*YOUR TASK*
Scan the entries for lines with "enabled" and say how many there are, with nothing more.

*Records from a dataset*
-=-=-

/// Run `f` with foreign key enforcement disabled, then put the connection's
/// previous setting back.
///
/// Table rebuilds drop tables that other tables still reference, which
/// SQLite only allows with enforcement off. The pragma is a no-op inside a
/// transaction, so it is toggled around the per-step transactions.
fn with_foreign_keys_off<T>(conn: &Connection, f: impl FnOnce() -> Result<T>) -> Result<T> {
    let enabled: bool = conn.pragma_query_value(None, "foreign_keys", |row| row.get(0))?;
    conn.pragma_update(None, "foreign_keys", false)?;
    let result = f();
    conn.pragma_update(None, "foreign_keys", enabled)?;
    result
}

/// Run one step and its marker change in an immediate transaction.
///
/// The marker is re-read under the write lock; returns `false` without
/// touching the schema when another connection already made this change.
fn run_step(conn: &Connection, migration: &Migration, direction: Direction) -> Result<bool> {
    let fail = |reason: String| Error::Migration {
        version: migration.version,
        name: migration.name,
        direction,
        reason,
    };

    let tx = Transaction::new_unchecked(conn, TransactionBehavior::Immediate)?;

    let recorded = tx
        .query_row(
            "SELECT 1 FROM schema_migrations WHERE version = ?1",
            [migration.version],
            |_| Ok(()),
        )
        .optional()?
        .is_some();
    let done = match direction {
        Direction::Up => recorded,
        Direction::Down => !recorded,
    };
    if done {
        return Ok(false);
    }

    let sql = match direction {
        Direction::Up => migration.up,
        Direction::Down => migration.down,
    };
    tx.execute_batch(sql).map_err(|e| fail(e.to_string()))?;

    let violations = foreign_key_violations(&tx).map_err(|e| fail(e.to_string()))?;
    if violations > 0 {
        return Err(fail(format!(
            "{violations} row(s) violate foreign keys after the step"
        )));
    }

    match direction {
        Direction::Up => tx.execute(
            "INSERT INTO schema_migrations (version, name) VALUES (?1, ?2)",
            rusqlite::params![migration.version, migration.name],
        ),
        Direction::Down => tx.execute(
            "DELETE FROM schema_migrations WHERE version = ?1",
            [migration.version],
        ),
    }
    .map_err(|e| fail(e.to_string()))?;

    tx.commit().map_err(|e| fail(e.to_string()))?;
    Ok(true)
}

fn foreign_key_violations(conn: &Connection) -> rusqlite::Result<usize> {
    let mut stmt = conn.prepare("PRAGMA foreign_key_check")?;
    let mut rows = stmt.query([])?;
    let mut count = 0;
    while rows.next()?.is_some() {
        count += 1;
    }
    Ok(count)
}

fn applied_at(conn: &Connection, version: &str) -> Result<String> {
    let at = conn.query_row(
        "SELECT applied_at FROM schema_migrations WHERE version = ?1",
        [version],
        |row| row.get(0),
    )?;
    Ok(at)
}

-=-=-

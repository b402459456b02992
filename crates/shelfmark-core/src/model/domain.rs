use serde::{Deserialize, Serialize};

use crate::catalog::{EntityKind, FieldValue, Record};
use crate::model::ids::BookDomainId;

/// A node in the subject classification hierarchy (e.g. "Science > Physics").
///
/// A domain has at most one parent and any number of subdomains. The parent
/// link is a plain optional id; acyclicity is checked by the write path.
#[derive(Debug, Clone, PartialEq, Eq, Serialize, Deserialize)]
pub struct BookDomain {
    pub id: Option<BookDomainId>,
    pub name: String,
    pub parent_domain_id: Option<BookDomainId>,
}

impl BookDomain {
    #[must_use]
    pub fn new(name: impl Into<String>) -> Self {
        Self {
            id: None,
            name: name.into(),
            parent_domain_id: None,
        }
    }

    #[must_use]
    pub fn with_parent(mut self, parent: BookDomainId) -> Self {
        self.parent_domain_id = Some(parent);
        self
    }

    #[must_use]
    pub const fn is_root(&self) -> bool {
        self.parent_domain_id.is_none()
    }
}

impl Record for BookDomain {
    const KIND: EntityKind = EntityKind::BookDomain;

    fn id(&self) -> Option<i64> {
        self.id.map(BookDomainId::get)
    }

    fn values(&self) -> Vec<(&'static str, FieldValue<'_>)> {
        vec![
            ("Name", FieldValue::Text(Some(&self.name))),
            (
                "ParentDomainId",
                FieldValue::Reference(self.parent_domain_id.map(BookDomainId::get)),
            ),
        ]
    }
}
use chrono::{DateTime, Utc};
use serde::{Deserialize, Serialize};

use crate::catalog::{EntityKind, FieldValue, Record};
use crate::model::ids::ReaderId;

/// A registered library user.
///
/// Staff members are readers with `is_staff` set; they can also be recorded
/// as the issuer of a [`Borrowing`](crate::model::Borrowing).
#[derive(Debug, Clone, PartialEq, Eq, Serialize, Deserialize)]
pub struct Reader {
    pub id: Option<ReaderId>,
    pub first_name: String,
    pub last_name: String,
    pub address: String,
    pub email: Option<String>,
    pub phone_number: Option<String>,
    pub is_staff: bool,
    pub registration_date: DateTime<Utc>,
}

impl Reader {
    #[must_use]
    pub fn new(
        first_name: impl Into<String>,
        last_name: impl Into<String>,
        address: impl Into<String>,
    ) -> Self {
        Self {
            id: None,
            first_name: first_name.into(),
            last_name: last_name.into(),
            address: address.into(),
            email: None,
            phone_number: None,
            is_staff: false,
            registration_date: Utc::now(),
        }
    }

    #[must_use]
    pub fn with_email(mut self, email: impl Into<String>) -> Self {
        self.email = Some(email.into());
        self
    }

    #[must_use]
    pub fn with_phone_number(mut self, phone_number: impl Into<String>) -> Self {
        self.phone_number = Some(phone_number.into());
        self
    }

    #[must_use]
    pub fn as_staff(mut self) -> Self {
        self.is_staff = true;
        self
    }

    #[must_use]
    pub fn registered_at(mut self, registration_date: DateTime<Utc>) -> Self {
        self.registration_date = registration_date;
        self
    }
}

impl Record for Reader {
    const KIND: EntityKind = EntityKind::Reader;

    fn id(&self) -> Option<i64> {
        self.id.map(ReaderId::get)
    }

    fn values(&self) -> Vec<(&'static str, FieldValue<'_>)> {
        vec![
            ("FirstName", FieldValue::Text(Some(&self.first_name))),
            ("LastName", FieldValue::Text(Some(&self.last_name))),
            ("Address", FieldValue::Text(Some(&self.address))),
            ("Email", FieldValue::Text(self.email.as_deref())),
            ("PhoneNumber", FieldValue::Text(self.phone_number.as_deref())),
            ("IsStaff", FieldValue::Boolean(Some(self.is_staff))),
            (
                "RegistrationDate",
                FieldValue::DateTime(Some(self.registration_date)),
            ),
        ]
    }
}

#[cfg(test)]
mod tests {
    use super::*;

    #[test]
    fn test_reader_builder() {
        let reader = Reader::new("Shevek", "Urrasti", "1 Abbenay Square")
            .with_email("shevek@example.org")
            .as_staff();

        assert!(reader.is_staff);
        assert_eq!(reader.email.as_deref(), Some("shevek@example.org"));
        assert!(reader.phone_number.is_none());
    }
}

-=-=-

*EXERCISE OUTPUT*
2